BRIEF -> Look through the material and copy each line holding "NameRequired".

INFORMATION ->

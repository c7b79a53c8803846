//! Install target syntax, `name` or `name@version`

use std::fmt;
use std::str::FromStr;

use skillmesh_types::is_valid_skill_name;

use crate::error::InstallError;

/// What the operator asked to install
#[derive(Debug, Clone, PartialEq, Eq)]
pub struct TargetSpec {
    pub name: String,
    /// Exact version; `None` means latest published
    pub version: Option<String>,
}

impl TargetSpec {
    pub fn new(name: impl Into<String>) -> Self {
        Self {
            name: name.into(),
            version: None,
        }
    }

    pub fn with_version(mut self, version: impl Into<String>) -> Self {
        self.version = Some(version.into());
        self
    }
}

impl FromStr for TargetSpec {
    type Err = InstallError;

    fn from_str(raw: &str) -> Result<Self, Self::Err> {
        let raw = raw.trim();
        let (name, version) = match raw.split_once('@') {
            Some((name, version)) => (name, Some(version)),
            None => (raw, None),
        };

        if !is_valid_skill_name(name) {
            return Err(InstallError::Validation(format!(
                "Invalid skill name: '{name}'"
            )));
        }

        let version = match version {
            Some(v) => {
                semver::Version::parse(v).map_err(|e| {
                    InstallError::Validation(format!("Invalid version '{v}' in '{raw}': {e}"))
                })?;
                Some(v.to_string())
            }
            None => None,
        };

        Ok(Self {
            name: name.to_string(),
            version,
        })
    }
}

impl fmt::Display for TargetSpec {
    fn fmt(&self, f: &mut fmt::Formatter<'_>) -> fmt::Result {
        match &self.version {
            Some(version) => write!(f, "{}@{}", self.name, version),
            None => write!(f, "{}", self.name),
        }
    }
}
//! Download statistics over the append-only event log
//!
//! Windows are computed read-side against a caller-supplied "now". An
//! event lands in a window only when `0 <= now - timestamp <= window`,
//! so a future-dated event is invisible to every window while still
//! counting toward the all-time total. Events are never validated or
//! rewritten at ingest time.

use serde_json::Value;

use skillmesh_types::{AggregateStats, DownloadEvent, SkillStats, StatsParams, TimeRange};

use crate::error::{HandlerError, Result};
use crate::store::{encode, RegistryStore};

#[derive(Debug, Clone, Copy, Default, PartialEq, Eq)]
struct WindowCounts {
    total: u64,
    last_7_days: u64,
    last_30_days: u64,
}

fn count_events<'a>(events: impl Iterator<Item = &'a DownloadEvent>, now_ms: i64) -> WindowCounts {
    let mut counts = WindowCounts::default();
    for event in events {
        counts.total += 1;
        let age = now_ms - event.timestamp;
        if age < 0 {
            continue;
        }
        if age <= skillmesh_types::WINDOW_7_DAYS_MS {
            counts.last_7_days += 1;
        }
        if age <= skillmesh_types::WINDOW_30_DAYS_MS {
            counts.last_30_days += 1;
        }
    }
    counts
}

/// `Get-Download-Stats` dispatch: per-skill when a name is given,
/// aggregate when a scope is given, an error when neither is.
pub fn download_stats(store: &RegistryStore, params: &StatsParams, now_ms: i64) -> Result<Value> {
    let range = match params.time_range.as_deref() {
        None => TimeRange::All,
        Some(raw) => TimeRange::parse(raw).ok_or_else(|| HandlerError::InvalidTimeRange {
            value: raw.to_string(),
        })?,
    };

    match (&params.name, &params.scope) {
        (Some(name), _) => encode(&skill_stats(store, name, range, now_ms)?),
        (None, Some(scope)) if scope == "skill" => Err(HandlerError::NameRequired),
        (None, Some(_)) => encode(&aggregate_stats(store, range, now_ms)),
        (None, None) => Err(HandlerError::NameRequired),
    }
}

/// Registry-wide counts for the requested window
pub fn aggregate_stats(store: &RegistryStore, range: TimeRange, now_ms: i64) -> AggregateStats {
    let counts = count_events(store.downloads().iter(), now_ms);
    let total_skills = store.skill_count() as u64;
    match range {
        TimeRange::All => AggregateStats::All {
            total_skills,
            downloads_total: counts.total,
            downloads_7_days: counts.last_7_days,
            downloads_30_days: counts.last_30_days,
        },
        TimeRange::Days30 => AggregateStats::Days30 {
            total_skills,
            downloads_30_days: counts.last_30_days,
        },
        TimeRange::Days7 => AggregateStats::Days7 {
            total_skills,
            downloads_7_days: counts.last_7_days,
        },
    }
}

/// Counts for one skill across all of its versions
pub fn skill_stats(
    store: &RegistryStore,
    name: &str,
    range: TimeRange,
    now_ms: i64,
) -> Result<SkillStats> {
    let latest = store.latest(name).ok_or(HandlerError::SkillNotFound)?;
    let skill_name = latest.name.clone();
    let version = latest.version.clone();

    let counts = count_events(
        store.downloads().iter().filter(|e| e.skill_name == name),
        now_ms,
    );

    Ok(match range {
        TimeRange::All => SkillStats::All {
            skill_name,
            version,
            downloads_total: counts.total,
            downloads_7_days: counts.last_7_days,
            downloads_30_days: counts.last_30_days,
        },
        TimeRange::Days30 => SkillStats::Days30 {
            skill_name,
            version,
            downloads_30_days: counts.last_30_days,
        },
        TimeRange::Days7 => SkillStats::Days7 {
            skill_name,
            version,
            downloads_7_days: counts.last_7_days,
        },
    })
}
* * *
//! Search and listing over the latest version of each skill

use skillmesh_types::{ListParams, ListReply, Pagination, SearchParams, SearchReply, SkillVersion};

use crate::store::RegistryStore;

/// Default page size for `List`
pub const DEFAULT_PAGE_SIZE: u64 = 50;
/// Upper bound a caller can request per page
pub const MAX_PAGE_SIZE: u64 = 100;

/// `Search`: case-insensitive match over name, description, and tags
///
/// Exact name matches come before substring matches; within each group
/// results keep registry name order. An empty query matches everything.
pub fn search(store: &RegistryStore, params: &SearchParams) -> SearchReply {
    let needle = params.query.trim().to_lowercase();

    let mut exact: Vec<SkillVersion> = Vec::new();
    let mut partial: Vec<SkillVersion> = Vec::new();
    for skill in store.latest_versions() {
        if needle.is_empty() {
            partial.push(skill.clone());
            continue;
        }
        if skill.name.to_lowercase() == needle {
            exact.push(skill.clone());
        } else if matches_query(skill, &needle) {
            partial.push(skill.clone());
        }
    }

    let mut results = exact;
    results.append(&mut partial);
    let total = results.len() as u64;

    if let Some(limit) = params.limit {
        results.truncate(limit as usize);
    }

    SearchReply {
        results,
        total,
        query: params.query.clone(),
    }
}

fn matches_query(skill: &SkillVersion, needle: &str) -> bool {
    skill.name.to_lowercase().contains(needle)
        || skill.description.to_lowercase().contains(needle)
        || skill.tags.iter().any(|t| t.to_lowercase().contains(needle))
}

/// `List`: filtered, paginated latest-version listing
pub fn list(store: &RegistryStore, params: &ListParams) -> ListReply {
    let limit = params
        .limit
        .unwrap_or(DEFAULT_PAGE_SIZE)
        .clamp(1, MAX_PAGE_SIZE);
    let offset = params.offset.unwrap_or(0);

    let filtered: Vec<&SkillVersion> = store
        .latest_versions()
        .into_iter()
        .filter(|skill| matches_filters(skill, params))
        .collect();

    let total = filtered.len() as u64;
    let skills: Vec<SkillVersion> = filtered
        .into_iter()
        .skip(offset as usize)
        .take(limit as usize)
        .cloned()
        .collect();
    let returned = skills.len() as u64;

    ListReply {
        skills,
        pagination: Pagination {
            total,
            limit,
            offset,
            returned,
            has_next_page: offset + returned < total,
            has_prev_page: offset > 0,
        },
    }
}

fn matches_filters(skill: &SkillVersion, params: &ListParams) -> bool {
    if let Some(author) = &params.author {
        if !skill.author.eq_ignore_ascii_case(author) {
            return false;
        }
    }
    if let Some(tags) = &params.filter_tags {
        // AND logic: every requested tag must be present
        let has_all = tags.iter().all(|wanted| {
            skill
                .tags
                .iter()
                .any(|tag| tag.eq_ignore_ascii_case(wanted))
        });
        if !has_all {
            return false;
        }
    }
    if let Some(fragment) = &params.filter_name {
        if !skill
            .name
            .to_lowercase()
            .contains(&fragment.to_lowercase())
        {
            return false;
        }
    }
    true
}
* * *
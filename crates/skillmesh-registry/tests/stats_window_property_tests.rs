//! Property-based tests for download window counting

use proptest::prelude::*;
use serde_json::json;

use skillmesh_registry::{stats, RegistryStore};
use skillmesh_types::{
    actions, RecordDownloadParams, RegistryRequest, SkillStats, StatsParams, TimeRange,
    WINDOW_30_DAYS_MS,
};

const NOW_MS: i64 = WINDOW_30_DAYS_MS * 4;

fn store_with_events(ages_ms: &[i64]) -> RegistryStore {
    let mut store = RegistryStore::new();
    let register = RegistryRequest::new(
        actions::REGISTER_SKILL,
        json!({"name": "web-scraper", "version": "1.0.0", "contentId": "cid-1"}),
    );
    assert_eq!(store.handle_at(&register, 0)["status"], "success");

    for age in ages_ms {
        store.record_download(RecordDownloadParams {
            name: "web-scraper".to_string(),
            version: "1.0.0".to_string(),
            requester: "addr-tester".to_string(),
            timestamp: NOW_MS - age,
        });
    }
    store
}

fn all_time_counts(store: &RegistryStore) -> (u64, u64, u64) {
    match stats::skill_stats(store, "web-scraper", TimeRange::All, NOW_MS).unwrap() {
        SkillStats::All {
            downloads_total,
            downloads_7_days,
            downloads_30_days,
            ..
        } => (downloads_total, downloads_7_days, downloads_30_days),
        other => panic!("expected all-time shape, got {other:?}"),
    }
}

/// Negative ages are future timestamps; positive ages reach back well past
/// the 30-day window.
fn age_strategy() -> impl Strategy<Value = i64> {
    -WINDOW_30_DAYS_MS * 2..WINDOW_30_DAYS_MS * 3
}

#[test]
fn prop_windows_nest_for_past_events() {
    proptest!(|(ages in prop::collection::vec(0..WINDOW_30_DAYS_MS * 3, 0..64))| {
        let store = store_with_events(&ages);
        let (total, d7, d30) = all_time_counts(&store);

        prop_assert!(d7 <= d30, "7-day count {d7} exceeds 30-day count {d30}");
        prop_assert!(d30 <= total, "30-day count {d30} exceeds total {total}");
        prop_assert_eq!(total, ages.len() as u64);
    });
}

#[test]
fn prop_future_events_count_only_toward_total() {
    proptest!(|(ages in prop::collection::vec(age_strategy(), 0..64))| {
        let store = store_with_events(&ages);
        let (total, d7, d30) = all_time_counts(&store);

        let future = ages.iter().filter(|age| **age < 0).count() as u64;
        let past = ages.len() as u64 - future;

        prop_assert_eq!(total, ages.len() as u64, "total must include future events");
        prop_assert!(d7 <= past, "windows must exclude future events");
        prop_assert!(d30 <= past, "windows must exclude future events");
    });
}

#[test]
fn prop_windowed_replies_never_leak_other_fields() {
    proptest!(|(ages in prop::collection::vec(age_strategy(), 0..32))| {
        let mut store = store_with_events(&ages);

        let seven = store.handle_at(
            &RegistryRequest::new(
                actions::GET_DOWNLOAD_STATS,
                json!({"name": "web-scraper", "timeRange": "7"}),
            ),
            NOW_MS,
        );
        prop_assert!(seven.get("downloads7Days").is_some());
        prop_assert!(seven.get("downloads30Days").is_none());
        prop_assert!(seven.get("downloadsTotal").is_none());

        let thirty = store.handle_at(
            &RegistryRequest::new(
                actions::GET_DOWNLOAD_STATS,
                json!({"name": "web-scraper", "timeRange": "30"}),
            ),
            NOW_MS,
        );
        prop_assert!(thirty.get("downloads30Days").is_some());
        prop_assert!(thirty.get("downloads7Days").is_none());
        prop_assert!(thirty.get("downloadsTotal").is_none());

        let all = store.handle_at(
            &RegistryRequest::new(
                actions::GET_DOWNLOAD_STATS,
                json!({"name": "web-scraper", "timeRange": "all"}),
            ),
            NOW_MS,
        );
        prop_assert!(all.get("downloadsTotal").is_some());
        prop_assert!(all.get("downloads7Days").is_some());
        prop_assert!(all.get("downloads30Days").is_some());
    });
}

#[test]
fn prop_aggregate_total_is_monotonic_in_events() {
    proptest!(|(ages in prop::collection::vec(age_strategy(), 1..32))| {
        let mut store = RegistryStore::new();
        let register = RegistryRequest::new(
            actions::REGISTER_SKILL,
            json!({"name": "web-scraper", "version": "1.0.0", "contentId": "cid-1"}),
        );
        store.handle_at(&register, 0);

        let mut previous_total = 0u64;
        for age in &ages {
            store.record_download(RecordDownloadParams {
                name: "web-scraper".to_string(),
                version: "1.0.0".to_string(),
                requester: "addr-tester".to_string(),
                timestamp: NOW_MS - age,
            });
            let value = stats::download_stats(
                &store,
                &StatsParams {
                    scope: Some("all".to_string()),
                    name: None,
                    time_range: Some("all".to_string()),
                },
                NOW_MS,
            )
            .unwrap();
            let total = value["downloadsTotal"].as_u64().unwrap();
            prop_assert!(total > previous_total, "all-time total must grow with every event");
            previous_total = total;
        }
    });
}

SOLVED EXERCISE ->
        (None, Some(scope)) if scope == "skill" => Err(HandlerError::NameRequired),
        (None, None) => Err(HandlerError::NameRequired),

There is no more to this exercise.